10. Volunteer Support
Many of the organizations best positioned to introduce home sharing run on volunteers, and volunteers cannot be asked to perform case management. They do not have to. With the operational layer handled by the platform, a volunteer's role becomes simple and safe: know that home sharing exists, know who it might help, and know where to send them. A referral card at the front desk, a mention at coffee hour, a line in the newsletter. The platform takes it from there.
What this means for an organization of any size
Run down the list again and notice what is left for a partner organization to build: nothing. An Area Agency on Aging with case managers across multiple counties and a faith community with a weekly bulletin can both offer home sharing through the same infrastructure, at the scale that fits them. The large organization gets structured referral pathways, outcome reporting, and a program its funders can audit. The small one gets a trustworthy place to send people, with no new staff, no new technology, and no new liability for work it never performs.
The need is not in question.
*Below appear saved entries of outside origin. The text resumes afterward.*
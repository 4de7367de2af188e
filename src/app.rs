//! Core application state and logic for the grid visualizer.

use std::time::{Duration, Instant};

use color_eyre::eyre::Result;
use log::info;
use rand::{rngs::StdRng, SeedableRng as _};
use ratatui::DefaultTerminal;

use crate::{
    config::{Config, Speed},
    events,
    grid::{CellKind, Coord, Grid},
    maze,
    replay::{AnimationManager, TraceKind},
    search::{self, Algorithm, Outcome},
    types::{Brush, MainMenuItem, Screen},
    ui,
};

/// Summary of a finished search, shown as one row of the results table.
#[derive(Clone, Copy, Debug, PartialEq, Eq)]
pub(crate) struct RunRecord {
    /// Algorithm that ran.
    pub(crate) algorithm: Algorithm,
    /// Wall-clock time spent inside the engine.
    pub(crate) elapsed: Duration,
    /// Number of cells the search accounted as visited.
    pub(crate) visited: usize,
    /// Path length, or `None` if the end was unreachable.
    pub(crate) length: Option<usize>,
}

/// Application state container for the grid visualizer.
///
/// This structure holds the state of the application, which is to say the structure from which
/// Ratatui will render the interface and Crossterm events will help writing to.
pub struct App {
    /// Application exit flag.
    ///
    /// This field indicates whether the application should exit. It is set to `true` when the user
    /// wants to quit but it starts off `false`.
    pub(crate) exit: bool,
    /// Current screen being displayed to the user.
    ///
    /// This field holds the current screen. It is used to determine which screen to render and
    /// what actions to take based on user input.
    pub(crate) screen: Screen,
    /// Grid being edited and searched.
    pub(crate) grid: Grid,
    /// Cell under the editing cursor.
    pub(crate) cursor: Coord,
    /// Kind painted by the enter key.
    pub(crate) brush: Brush,
    /// Algorithm run by the next search.
    pub(crate) algorithm: Algorithm,
    /// Replay speed of the next and the current trace.
    pub(crate) speed: Speed,
    /// Random source of the maze generator.
    ///
    /// Seeded from the command line when a seed is given, so a session produces the same sequence
    /// of mazes every time it is started with that seed.
    pub(crate) rng: StdRng,
    /// Animation manager for trace replay.
    ///
    /// This field manages the replay state including timing and current step tracking. A finished
    /// search trace stays loaded so its overlay remains on screen until it is cleared.
    pub(crate) animation_manager: AnimationManager,
    /// Results table, oldest run first.
    pub(crate) results: Vec<RunRecord>,
    /// One-line message about the last action.
    pub(crate) status: Option<String>,
}

impl Default for App {
    fn default() -> Self {
        Self::new(&Config::default())
    }
}

impl App {
    /// Creates a new instance of the App structure from the command-line configuration.
    pub fn new(config: &Config) -> Self {
        let rng = match config.seed {
            Some(seed) => StdRng::seed_from_u64(seed),
            None => StdRng::from_os_rng(),
        };

        Self {
            exit: false,
            screen: Screen::MainMenu(MainMenuItem::Visualize),
            grid: Grid::new(usize::from(config.rows), usize::from(config.cols)),
            cursor: Coord::new(0, 0),
            brush: Brush::default(),
            algorithm: config.algorithm,
            speed: config.speed,
            rng,
            animation_manager: AnimationManager::new(config.speed.frame_delay()),
            results: Vec::new(),
            status: None,
        }
    }

    /// Runs the main loop of the application.
    ///
    /// This function handles user input, advances the replay, and updates the application state.
    /// The loop continues until the exit condition is `true`, after which the function returns to
    /// the call site.
    ///
    /// # Errors
    ///
    /// - [`std::io::Error`]
    /// - [`EngineError`](crate::error::EngineError) raised by a search or a maze generation
    pub fn run(&mut self, terminal: &mut DefaultTerminal) -> Result<()> {
        while !self.exit {
            let _ = terminal
                .try_draw(|frame| ui::draw(self, frame).map_err(std::io::Error::other))?;
            events::handle_events(self)?;
            self.tick()?;
        }

        Ok(())
    }

    /// Whether a trace is still being replayed; editing is locked meanwhile.
    pub(crate) fn is_animating(&self) -> bool {
        self.animation_manager.is_running()
    }

    /// Advances the replay by at most one event.
    ///
    /// Maze events are written into the grid as they are revealed; search events only feed the
    /// overlay drawn by the interface.
    ///
    /// # Errors
    ///
    /// This function may return errors if a maze event falls outside of the grid.
    pub(crate) fn tick(&mut self) -> Result<()> {
        if let Some(event) = self.animation_manager.update() {
            if self.animation_manager.kind == TraceKind::Maze {
                self.grid.apply(event)?;
            }
        }

        Ok(())
    }

    /// Runs the selected algorithm and starts replaying its trace.
    ///
    /// # Errors
    ///
    /// This function may return errors if the engine reports an inconsistent grid.
    pub(crate) fn find_path(&mut self) -> Result<()> {
        if self.is_animating() {
            return Ok(());
        }
        self.animation_manager.clear();

        let started = Instant::now();
        let result = search::search(&self.grid, self.algorithm)?;
        let elapsed = started.elapsed();

        let length = match result.outcome {
            Outcome::MissingEndpoint => {
                self.status = Some("place a start and an end first".to_owned());
                return Ok(());
            }
            Outcome::NoPath => {
                self.status = Some("no path found".to_owned());
                None
            }
            Outcome::Found => {
                self.status = Some(format!(
                    "{} found a path of length {} and cost {}",
                    self.algorithm,
                    result.length(),
                    result.cost()
                ));
                Some(result.length())
            }
        };

        info!(
            "{} visited {} cells in {elapsed:?}",
            self.algorithm, result.visited_count
        );
        self.results.push(RunRecord {
            algorithm: self.algorithm,
            elapsed,
            visited: result.visited_count,
            length,
        });
        self.animation_manager.load(TraceKind::Search, result.steps);

        Ok(())
    }

    /// Clears the grid, puts the endpoints back, and starts replaying a fresh maze onto it.
    ///
    /// # Errors
    ///
    /// This function may return errors from the maze generator.
    pub(crate) fn generate_maze(&mut self) -> Result<()> {
        if self.is_animating() {
            return Ok(());
        }
        self.animation_manager.clear();

        let (start, end) = (self.grid.start(), self.grid.end());
        self.grid.reset();
        if let Some(start) = start {
            self.grid.set_cell(start.row, start.col, CellKind::Start)?;
        }
        if let Some(end) = end {
            self.grid.set_cell(end.row, end.col, CellKind::End)?;
        }

        let steps = maze::generate_maze(&self.grid, &mut self.rng)?;
        info!("generated a maze of {} walls", steps.len());
        self.status = Some(format!("carving a maze of {} walls", steps.len()));
        self.animation_manager.load(TraceKind::Maze, steps);

        Ok(())
    }

    /// Stops the replay and drops the search overlay.
    pub(crate) fn clear_path(&mut self) {
        self.animation_manager.clear();
        self.status = None;
    }

    /// Stops the replay and empties the grid, endpoints included.
    pub(crate) fn reset_grid(&mut self) {
        self.animation_manager.clear();
        self.grid.reset();
        self.status = Some("grid reset".to_owned());
    }

    /// Moves the cursor by one cell, staying inside of the grid.
    pub(crate) fn move_cursor(&mut self, row_step: isize, col_step: isize) {
        let row = self
            .cursor
            .row
            .saturating_add_signed(row_step)
            .min(self.grid.rows().saturating_sub(1));
        let col = self
            .cursor
            .col
            .saturating_add_signed(col_step)
            .min(self.grid.cols().saturating_sub(1));

        self.cursor = Coord::new(row, col);
    }

    /// Writes the selected brush into the cell under the cursor.
    ///
    /// # Errors
    ///
    /// This function may return errors if the cursor lies outside of the grid.
    pub(crate) fn paint(&mut self) -> Result<()> {
        if self.is_animating() {
            return Ok(());
        }
        self.animation_manager.clear();

        self.grid
            .set_cell(self.cursor.row, self.cursor.col, self.brush.kind())?;

        Ok(())
    }

    /// Cycles the cell under the cursor through start, end, wall and empty.
    ///
    /// # Errors
    ///
    /// This function may return errors if the cursor lies outside of the grid.
    pub(crate) fn toggle(&mut self) -> Result<()> {
        if self.is_animating() {
            return Ok(());
        }
        self.animation_manager.clear();

        self.grid.toggle_cell(self.cursor.row, self.cursor.col)?;

        Ok(())
    }

    /// Selects the next algorithm, dropping the finished overlay of the previous one.
    pub(crate) fn cycle_algorithm(&mut self) {
        self.algorithm = self.algorithm.next();
        if !self.is_animating() {
            self.clear_path();
        }
    }

    /// Selects the next replay speed, applying it to the running replay as well.
    pub(crate) const fn cycle_speed(&mut self) {
        self.speed = self.speed.next();
        self.animation_manager.frame_delay = self.speed.frame_delay();
    }

    /// Leaves the grid screen, stopping any replay.
    pub(crate) fn return_to_menu(&mut self) {
        self.animation_manager.clear();
        self.screen = Screen::MainMenu(MainMenuItem::Visualize);
    }
}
Across America, an aging population and a housing shortage exist side by side with roughly 44 million empty bedrooms, according to research from John Burns Research and Consulting. The field has defined what it takes to turn those bedrooms into safe, stable housing. The remaining question for any organization with an aging or housing mission is not whether home sharing meets the standard. It is whether to keep waiting for infrastructure that already exists.
Ten critical components. One platform. Your community's trust is the only piece we cannot build, and it is the only piece we ask you to bring.